//! CLI module - argument parsing and command dispatch

pub mod args;
pub mod commands;
pub mod helpers;
pub mod table;

pub use args::{Cli, Commands, GlobalOpts, OutputFormat};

= Problem details =
Look through the listing and return each line containing the word "args".

= Answer =
pub mod args;
pub use args::{Cli, Commands, GlobalOpts, OutputFormat};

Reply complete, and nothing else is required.